Derek Chen

Derek Chen is a Research Scientist at ASAPP designing intelligent dialogue systems with stronger natural language understanding capabilities. He received his Masters in Computer Science from the University of Washington and his undergraduate degree from UC Berkeley. His research is focused on data efficiency methods including active learning, data augmentation and meta-learning. He is also interested in techniques surrounding uncertainty measurement so that a dialogue agent can better manage ambiguity and out-of-scope situations.

GOLD: Improving Out-of-Scope Detection in Dialogues using Data Augmentation

Derek Chen

Imagine you’re booking airline tickets through a conversational AI assistant, and after purchasing tickets, you ask for help in finding an in-home pet sitter during your trip. The conversational AI misinterprets what you mean, and instead shares details on how to board your flight with pets. This has an obvious reason: the AI has never encountered this particular task, and was unable to map it to a procedure. Thus, your request to find an in-home pet sitter was out of the distribution of what the assistant was trained to handle. Alternatively, suppose you had asked about upgrading your flight, but the system confuses your request as wanting to update your flight to a different date. In this case, the AI assistant is capable of managing flights but was unable to complete the request due to a dialogue breakdown. In both cases, we arrive at the same result: a failed conversation.

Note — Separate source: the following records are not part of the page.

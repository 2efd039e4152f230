//! asyncdomain - CLI

use anyhow::{Context, Result};
use clap::{Parser, Subcommand};
use std::path::PathBuf;
use asyncdomain::demo::{run_demo, Scenario};
use asyncdomain::util::config::{load_config, EngineConfig};
use asyncdomain::util::logger::{self, LogLevel};
use asyncdomain::{NAME, VERSION};

/// Error domains for single-threaded asynchronous code
#[derive(Parser, Debug)]
#[command(name = "asyncdomain")]
#[command(version = VERSION)]
#[command(about = NAME, long_about = None)]
struct Args {
    #[command(subcommand)]
    command: Commands,

    /// Enable verbose output
    #[arg(short, long)]
    verbose: bool,

    /// Engine configuration file (TOML)
    #[arg(short, long, value_name = "FILE")]
    config: Option<PathBuf>,
}

#[derive(Subcommand, Debug)]
enum Commands {
    /// Run the sample domains
    Demo {
        /// Scenario to run
        #[arg(short, long, value_enum, default_value_t = Scenario::All)]
        scenario: Scenario,
    },

    /// Print version information
    Version,
}

fn main() -> Result<()> {
    let args = Args::parse();

    let config = match &args.config {
        Some(path) => load_config(path)
            .with_context(|| format!("Failed to load config: {}", path.display()))?,
        None => EngineConfig::default(),
    };

    let level = if args.verbose {
        LogLevel::Debug
    } else {
        config.logging.log_level()?
    };
    logger::init_with_level(level);

    if args.verbose {
        eprintln!("asyncdomain version: {}", VERSION);
        eprintln!("Host: {}", std::env::consts::OS);
    }

    match args.command {
        Commands::Demo { scenario } => {
            let transcript = run_demo(scenario, &config).context("Demo failed")?;
            for line in transcript.lines() {
                println!("{}", line);
            }
        }
        Commands::Version => {
            println!("{} {}", NAME, VERSION);
        }
    }

    Ok(())
}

Both out of distribution requests and dialogue breakdowns described above are considered out-of-scope (OOS) situations since they represent cases that your assistant is unable to handle. To avoid customer frustration, detecting OOS scenarios becomes an essential skill of today’s conversational AI and dialogue systems. While the ideal conversational AI agent would be able to help find an in-home pet sitter as requested and manage all the complex nuances of natural language, this is simply not possible given that training data is finite and consumer queries are not. So knowing when the user is asking something in-scope vs out-of-scope can help refine conversational AI systems into better performing in their core tasks.

It can be hard to provide training data for, or even enumerate, the potentially limitless number of out-of-scope queries a dialogue system may face. However, new ASAPP research presented at the conference on Empirical Methods in Natural Language Processing (EMNLP) offers a novel way to address this limited-data problem.

Out-of-Scope Detection with Data Augmentation

We introduce GOLD (Generating Out-of-scope Labels with Data augmentation), as a new technique that augments existing data to train better out-of-scope detectors operating in low-data regimes. The key insight is that rather than training on in-scope data alone, our proposed method operates on out-of-scope data as well. Furthermore, we discover that common NLP techniques for augmenting in-scope data, such as paraphrasing, do not provide the same benefit when working with out-of-scope data.

GOLD works by starting with a small seed set of known out-of-scope examples. This small amount (only 1% of the training data) is typically used by prior methods for tuning thresholds and other hyperparameters. Instead, GOLD uses this seed set of OOS examples to find semantically similar utterances from an auxiliary dataset, which yields a large set of matches. Next, we create candidate examples by replacing utterances in the known out-of-scope dialogues with the sentences found in extracted matches. Lastly, we filter down candidates to only those which are most likely to be out-of-scope. These pseudo-labeled examples created through data augmentation are then used to train the OOS detector.

The results? State-of-the-art performance across three task-oriented dialogue datasets on multiple metrics. These datasets were created by post-processing existing dialogue corpora spanning multiple domains with multi-turn interactions. Notably, the out-of-scope instances were designed as a natural progression of the conversation, rather than generated through synthetic noise or negative sampling.

Why this matters

Data augmentation is a popular method to improve model performance in low-resource settings, especially in real life settings where annotating more examples can quickly become cost-prohibitive. With just a small seed of out-of-scope examples, GOLD achieved a 10X improvement in training out-of-scope detectors compared to using the seed data alone. Previous methods relied on using tremendous amounts of labeled out-of-scope data that is unrealistic to obtain in real-world settings or relied on in-scope data alone which doesn’t provide sufficient signal for detecting OOS items.

‍

With just a small seed of out-of-scope examples, GOLD achieved a 10X improvement in training out-of-scope detectors compared to using the seed data alone.

Derek Chen

GOLD supports robustness and prevents overfitting by relying on other methods during the filtering process. As other out-of-scope detection methods improve over time, GOLD can take advantage of those gains and improve as well.

At ASAPP, we are exploring similar methods in our products to both reduce out-of-scope issues in our conversational systems, as well as improve overall systems when operating in limited data regimes. If you’re a researcher conducting work to detect more granular levels of errors, or more sophisticated methods of data efficiency, we’d love to chat! Give us a tweet at @ASAPP.

Read our paper on GOLD

Task-oriented dialogue systems could be better. Here’s a new dataset to help.

Dialogue State Tracking has run its course. Here’s why Action State Tracking and Cascading Dialogue Success is next.

For call center applications, dialogue state tracking (DST) has traditionally served as a way to determine what the user wants at that point in the dialogue. However, in actual industry use cases, the work of a call center agent is more complex than simply recognizing user intents.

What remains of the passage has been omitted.